Band GapEnergy needed to move an electron from the valence band to the conduction band. Lower or zero values tend to behave more metallic; larger gaps are more insulating or semiconducting.
Energy Above HullThermodynamic distance from the most stable set of competing phases. 0 eV/atom is on the convex hull; small positive values may still be experimentally accessible.
StabilityA plain-language summary of the best reported energy-above-hull result. It reflects whether the lowest-energy structure is on, near, or far from the stability hull.
StructuresCount of reported calculated crystal structures for this formula, including alternate polymorphs, source databases, and observed space groups.
Reported Structures
Lowest-energy structures reported for LiVCuO4, ranked by energy above hull.

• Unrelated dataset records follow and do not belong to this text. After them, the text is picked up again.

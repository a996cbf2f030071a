// Copyright (C) 2026 Michael Wilson <mike@mdwn.dev>
//
// This program is free software: you can redistribute it and/or modify it under
// the terms of the GNU General Public License as published by the Free Software
// Foundation, version 3.
//
// This program is distributed in the hope that it will be useful, but WITHOUT
// ANY WARRANTY; without even the implied warranty of MERCHANTABILITY or FITNESS
// FOR A PARTICULAR PURPOSE. See the GNU General Public License for more details.
//
// You should have received a copy of the GNU General Public License along with
// this program. If not, see <https://www.gnu.org/licenses/>.
//
use std::sync::{
    atomic::{AtomicBool, Ordering},
    Arc,
};

use tokio::sync::Notify;

/// A cancel handle is shared between whoever schedules a piece of deferred work and the
/// work itself. It's the deferred work's responsibility to respect a cancel request.
#[derive(Clone, Debug, Default)]
pub struct CancelHandle {
    /// Set to true once the underlying operation has been cancelled.
    cancelled: Arc<AtomicBool>,
    /// Wakes up anyone waiting on cancellation.
    notify: Arc<Notify>,
}

impl CancelHandle {
    /// Creates a new cancel handle.
    pub fn new() -> CancelHandle {
        CancelHandle::default()
    }

    /// Returns true if the operation has been cancelled.
    pub fn is_cancelled(&self) -> bool {
        self.cancelled.load(Ordering::Acquire)
    }

    /// Cancels the operation. Returns true if this call performed the cancellation,
    /// false if it had already been cancelled.
    pub fn cancel(&self) -> bool {
        let first = !self.cancelled.swap(true, Ordering::AcqRel);
        if first {
            self.notify.notify_waiters();
        }
        first
    }

    /// Waits until the handle has been cancelled.
    pub async fn cancelled(&self) {
        loop {
            let notified = self.notify.notified();
            if self.is_cancelled() {
                return;
            }
            notified.await;
        }
    }
}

| Space GroupSymmetry classification of the crystal arrangement. The number is the international space-group index. | Crystal SystemBroad lattice family, such as cubic, tetragonal, monoclinic, or triclinic, derived from unit-cell symmetry. | Band Gap (eV)Electronic gap calculated for this specific reported structure, measured in electronvolts. | E above hull (eV/atom)Thermodynamic distance from the convex hull for this structure, normalized per atom. Lower is generally more stable. | E/atom (eV)Computed total energy normalized per atom. Use energy above hull, not this value alone, when comparing stability. | Density (g/cm³)Mass per relaxed crystal volume, reported in grams per cubic centimeter. |
|---|---|---|---|---|---|
| Imma (No. 74) | orthorhombic | 0.00 | 0.0427 | -6.944 | 4.11 |
| Imma (No. 74) | orthorhombic | 0.05 | 0.0610 | -6.926 | 3.96 |
| Cmcm (No. 63) | orthorhombic | 0.00 | 0.0715 | -6.916 | 3.97 |
| P4322 (No. 95) | tetragonal | 0.00 | 0.0947 | -6.892 | 4.25 |
| Imma (No. 74) | orthorhombic | 0.00 | 0.1080 | -6.879 | 4.09 |
| Imma (No. 74) | orthorhombic | 0.20 | 0.2457 | -6.741 | 3.06 |
| Imma (No. 74) | — | — | — | — | — |
| Cmcm (No. 63) | — | — | — | — | — |
| Imma (No. 74) | — | — | — | — | — |
| Imma (No. 74) | Orthorhombic | — | — | — | 4.07 |
| Imma (No. 74) | Orthorhombic | — | — | — | 4.27 |
| P4322 (No. 95) | Tetragonal | — | — | — | 4.41 |
Applications
Where LiVCuO4 is used.
Frequently Asked Questions
Common questions about LiVCuO4, answered from cross-validated data.
What is LiVCuO4?
LiVCuO4 is a metastable semiconducting quaternary oxide containing lithium, vanadium, and copper that is primarily studied for its complex structural properties.
What is LiVCuO4 used for?
What is the band gap of LiVCuO4?
Is LiVCuO4 a metal, semiconductor, or insulator?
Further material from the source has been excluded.